Reason / reasons for hardening of surgical sutures composed of purified connective tissue and their packaging:

• Occasionally, such surgical sutures are required to be hardened using appropriate techniques (usually using chromic salts, such as chromium trioxide) so as to delay the absorption of the suture materials in the body whenever they are used. Surgical sutures obtained from such sources are packaged in glass tubing. The tubes may contain some fluids in it.

• When the tubing fluid contains any water the tubes of the catgut are labeled “Non-boilable”.

• If the tubing fluid is anhydrous, the tubes may be boiled before opening for its use in reality.

• Non boilable tubes are filled with alcohol containing small quantity of water.

• Official catgut is of the non boilable variety.

Sterilization Techniques used and its implications on the suture materials.

• Among the widely accepted methods for the sterilization of sutures, autoclave sterilization with free access of water vapor, applicable only for those sutures that

are not harmed by this process. Dry heat at 310º F ; ethylene oxide ; and irradiation sterilization using either β or γ rays.

Advantages of irradiation sterilization over the older methods insofar as commercial production is concerned.

• The sutures are sterilized in their final sealed packages, eliminating any danger of recontamination.

• The radiation dose is considered to be 40% greater than necessary to kill even the most resistant spore forming organisms, each suture receiving a minimum dose of 2.5 mega rads.

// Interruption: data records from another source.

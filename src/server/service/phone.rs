use dioxus_logger::tracing;
use reqwest::header::CONTENT_TYPE;
use serde_json::Value;

use crate::server::{
    config::Config,
    error::{phone::PhoneError, Error},
    model::phone::BuyPhoneNumberRequest,
    provider::transport::APP_USER_AGENT,
};

/// Path of the virtual phone account endpoint
pub const VIRTUAL_PHONE_ACCOUNTS_PATH: &str = "/api/virtual-phone-accounts";

/// Client for the virtual phone number provider.
#[derive(Clone)]
pub struct PhoneService {
    http: reqwest::Client,
    api_url: String,
    token: Option<String>,
}

impl PhoneService {
    pub fn new(config: &Config) -> Result<Self, Error> {
        let http = reqwest::Client::builder()
            .user_agent(APP_USER_AGENT)
            .build()?;

        Ok(Self {
            http,
            api_url: config.salvy_api_url.trim_end_matches('/').to_string(),
            token: config.salvy_token.clone(),
        })
    }

    /// Buys a virtual phone number.
    ///
    /// The request is validated before the provider token is checked or any request is made.
    ///
    /// # Returns
    /// - `Ok(Value)`: The provider's JSON response, unchanged
    /// - `Err(Error::PhoneError)`: Validation failed, `SALVY_TOKEN` is not configured or the
    ///   provider answered with a non-success status
    /// - `Err(Error::HttpError)`: Request failed or the response was not JSON
    pub async fn buy_phone_number(&self, request: &BuyPhoneNumberRequest) -> Result<Value, Error> {
        request.validate()?;

        let token = self.token.as_deref().ok_or(PhoneError::MissingToken)?;

        let response = self
            .http
            .post(format!("{}{}", self.api_url, VIRTUAL_PHONE_ACCOUNTS_PATH))
            .bearer_auth(token)
            .header(CONTENT_TYPE, "application/json")
            .json(request)
            .send()
            .await?;

        let status = response.status();
        if !status.is_success() {
            let body = response.text().await.unwrap_or_default();

            return Err(PhoneError::PurchaseFailed {
                status: status.as_u16(),
                body,
            }
            .into());
        }

        let account: Value = response.json().await?;

        tracing::info!(
            area_code = request.area_code,
            phone_number = account.get("phoneNumber").and_then(serde_json::Value::as_str),
            "Purchased virtual phone number"
        );

        Ok(account)
    }
}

• Lack of deteriorating effect upon many sutures.

• Irradiation sterilized surgical gut is stronger, more pliable and easier to handle than dry heat sterilized surgical gut sutures.

• In the irradiation process the prepared gut is packed in aluminum foil envelopes containing 90% isopropyl alcohol as preservative. The envelopes are then passed through an irradiation area on a conveyer system. Thus the catgut is sterilized when sealed in its final container and since the process is rapid, there is no lengthy hold up of material as in other processes. The exterior of the packet is sterilized before opening by immersion in a solution of 1% formaldehyde in 90% isopropyl alcohol.